2. Assignor (i) represents that as of the date hereof, prior to giving effect to this assignment, its Revolver Commitment is $ , and the outstanding balance of its Revolver Loans and participations in LC Obligations is $ ; (ii) makes no representation or warranty and assumes no responsibility with respect to any statements, warranties or representations made in or in connection with the Loan Agreement or the execution, legality, validity, enforceability, genuineness, sufficiency or value of the Loan Agreement or any other instrument or document furnished pursuant thereto, other than that Assignor is the legal and beneficial owner of the interest being assigned by it hereunder and that such interest is free and clear of any adverse claim; and (iii) makes no representation or warranty and assumes no responsibility with respect to the financial condition of Borrowers or the performance by Borrowers of their obligations under the Loan Documents. [Assignor is attaching the Note[s] held by it and requests that Agent exchange such Note[s] for new Notes payable to Assignee [and Assignor].]
E-3
3. Assignee (i) represents and warrants that it is legally authorized to enter into this Assignment and Acceptance; (ii) confirms that it has received copies of the Loan Agreement and such other Loan Documents and information as it has deemed appropriate to make its own credit analysis and decision to enter into this Assignment and Acceptance; (iii) agrees that it shall, independently and without reliance upon Assignor and based on such documents and information as it shall deem appropriate at the time, continue to make its own credit decisions in taking or not taking action under the Loan Documents; (iv) confirms that it is an Eligible Assignee; (v) appoints and authorizes Agent to take such action as agent on its behalf and to exercise such powers under the Loan Agreement as are delegated to Agent by the terms thereof, together with such powers as are incidental thereto and hereby confirms that the status of solidary creditor with Agent has been conferred upon it, as set forth in Section 12.1.4 of the Loan Agreement; (vi) agrees that it will observe and perform all obligations that are required to be performed by it as a “Lender” under the Loan Documents; and (vii) represents and warrants that the assignment evidenced hereby will not result in a non-exempt “prohibited transaction” under Section 406 of ERISA.

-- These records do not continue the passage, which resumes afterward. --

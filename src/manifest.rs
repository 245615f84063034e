//! Project manifest probe for vuegen.
//! The working directory's package.json is consulted only to pick the
//! script file extension; any failure falls back to plain JavaScript.

use crate::error::{Error, Result};
use serde::Deserialize;
use std::collections::HashMap;
use std::path::Path;

/// Dependency manifest file consulted in the working directory.
pub const MANIFEST_FILE: &str = "package.json";

/// Script extension for projects that declare a typescript dependency.
pub const SCRIPT_EXT_TYPED: &str = "ts";

/// Script extension used when no manifest decides otherwise.
pub const SCRIPT_EXT_PLAIN: &str = "js";

const TYPESCRIPT_DEPENDENCY: &str = "typescript";

/// Subset of a package.json relevant to extension detection.
#[derive(Debug, Default, Deserialize)]
#[serde(default)]
pub struct ProjectManifest {
    dependencies: HashMap<String, serde_json::Value>,
    #[serde(rename = "devDependencies")]
    dev_dependencies: HashMap<String, serde_json::Value>,
}

impl ProjectManifest {
    /// True when the named package appears in either dependency table.
    pub fn has_dependency(&self, name: &str) -> bool {
        self.dependencies.contains_key(name) || self.dev_dependencies.contains_key(name)
    }
}

/// Reads and parses the manifest in `dir`.
///
/// # Errors
/// * `Error::ManifestError` if the file is missing or unparsable
pub fn load_manifest(dir: &Path) -> Result<ProjectManifest> {
    let path = dir.join(MANIFEST_FILE);
    let content = std::fs::read_to_string(&path).map_err(|err| {
        Error::ManifestError(format!("cannot read '{}': {}", path.display(), err))
    })?;
    serde_json::from_str(&content).map_err(|err| {
        Error::ManifestError(format!("cannot parse '{}': {}", path.display(), err))
    })
}

/// Picks the script extension for generated files: `ts` when the project
/// declares a typescript dependency, `js` otherwise. Manifest problems
/// are logged and never fatal.
pub fn detect_script_extension(dir: &Path) -> String {
    match load_manifest(dir) {
        Ok(manifest) if manifest.has_dependency(TYPESCRIPT_DEPENDENCY) => {
            SCRIPT_EXT_TYPED.to_string()
        }
        Ok(_) => SCRIPT_EXT_PLAIN.to_string(),
        Err(err) => {
            log::warn!("{} Falling back to '{}' sources.", err, SCRIPT_EXT_PLAIN);
            SCRIPT_EXT_PLAIN.to_string()
        }
    }
}
//! User input and interaction handling for vuegen.

use crate::error::{Error, Result};
use dialoguer::Select;

/// Stylesheet format choices offered for component bundles.
pub const STYLE_FORMATS: [&str; 3] = ["CSS", "SCSS", "Sass"];

/// Stylesheet format used when no prompt is shown.
pub const DEFAULT_STYLE_FORMAT: &str = "css";

/// Trait for interactive prompts.
pub trait Prompter {
    /// Asks the user to choose a stylesheet format and returns the
    /// lowercased choice.
    fn select_style_format(&self) -> Result<String>;
}

/// Prompter backed by dialoguer.
pub struct DialoguerPrompter;

impl DialoguerPrompter {
    pub fn new() -> Self {
        Self
    }
}

impl Default for DialoguerPrompter {
    fn default() -> Self {
        DialoguerPrompter::new()
    }
}

impl Prompter for DialoguerPrompter {
    fn select_style_format(&self) -> Result<String> {
        let selection = Select::new()
            .with_prompt("Choose a stylesheet format")
            .default(0)
            .items(&STYLE_FORMATS)
            .interact()
            .map_err(|e| Error::PromptError(e.to_string()))?;

        Ok(STYLE_FORMATS[selection].to_lowercase())
    }
}
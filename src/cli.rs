//! Command-line interface implementation for vuegen.
//! Provides argument parsing and help text formatting using clap.

use crate::request::StructureMode;
use clap::{error::ErrorKind, CommandFactory, Parser};

/// Command-line arguments structure for vuegen.
#[derive(Parser, Debug)]
#[command(author, version, about = "Vuegen: Vue object scaffolding tool", long_about = None)]
pub struct Args {
    /// Action to perform: 'generate' (or 'g')
    #[arg(value_name = "ACTION")]
    pub action: String,

    /// Object type to generate: component, interface, model or service
    /// (single-letter codes are accepted when the action is also abbreviated)
    #[arg(value_name = "TYPE")]
    pub object_type: String,

    /// Name of the object to generate
    #[arg(value_name = "NAME")]
    pub name: String,

    /// File structure mode: one file or a cooperating bundle
    #[arg(long = "f", value_enum, value_name = "MODE", default_value_t = StructureMode::Single)]
    pub structure: StructureMode,

    /// Enable verbose logging output
    #[arg(short, long)]
    pub verbose: bool,
}

/// Parses command line arguments and returns the Args structure.
///
/// # Exits
/// * With status code 1 if required arguments are missing
/// * With clap's default error handling for other argument errors
pub fn get_args() -> Args {
    match Args::try_parse() {
        Ok(args) => args,
        Err(e) => {
            if e.kind() == ErrorKind::MissingRequiredArgument {
                Args::command()
                    .help_template(
                        r#"{about-section}
{usage-heading} {usage}

{all-args}
{after-help}
"#,
                    )
                    .print_help()
                    .unwrap();
                std::process::exit(1);
            } else {
                e.exit();
            }
        }
    }
}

4. Assignee acknowledges and agrees that it will not sell or otherwise dispose of the Assigned Interest or any portion thereof, or grant any participation therein, in a manner which, or take any action in connection therewith which, would violate the terms of any Loan Documents.
5. This Agreement and all rights and obligations shall be interpreted in accordance with and governed by the laws of the State of . If any provision hereof would be invalid under Applicable Law, then such provision shall be deemed to be modified to the extent necessary to render it valid while most nearly preserving its original intent; no provision hereof shall be affected by another provision’s being held invalid.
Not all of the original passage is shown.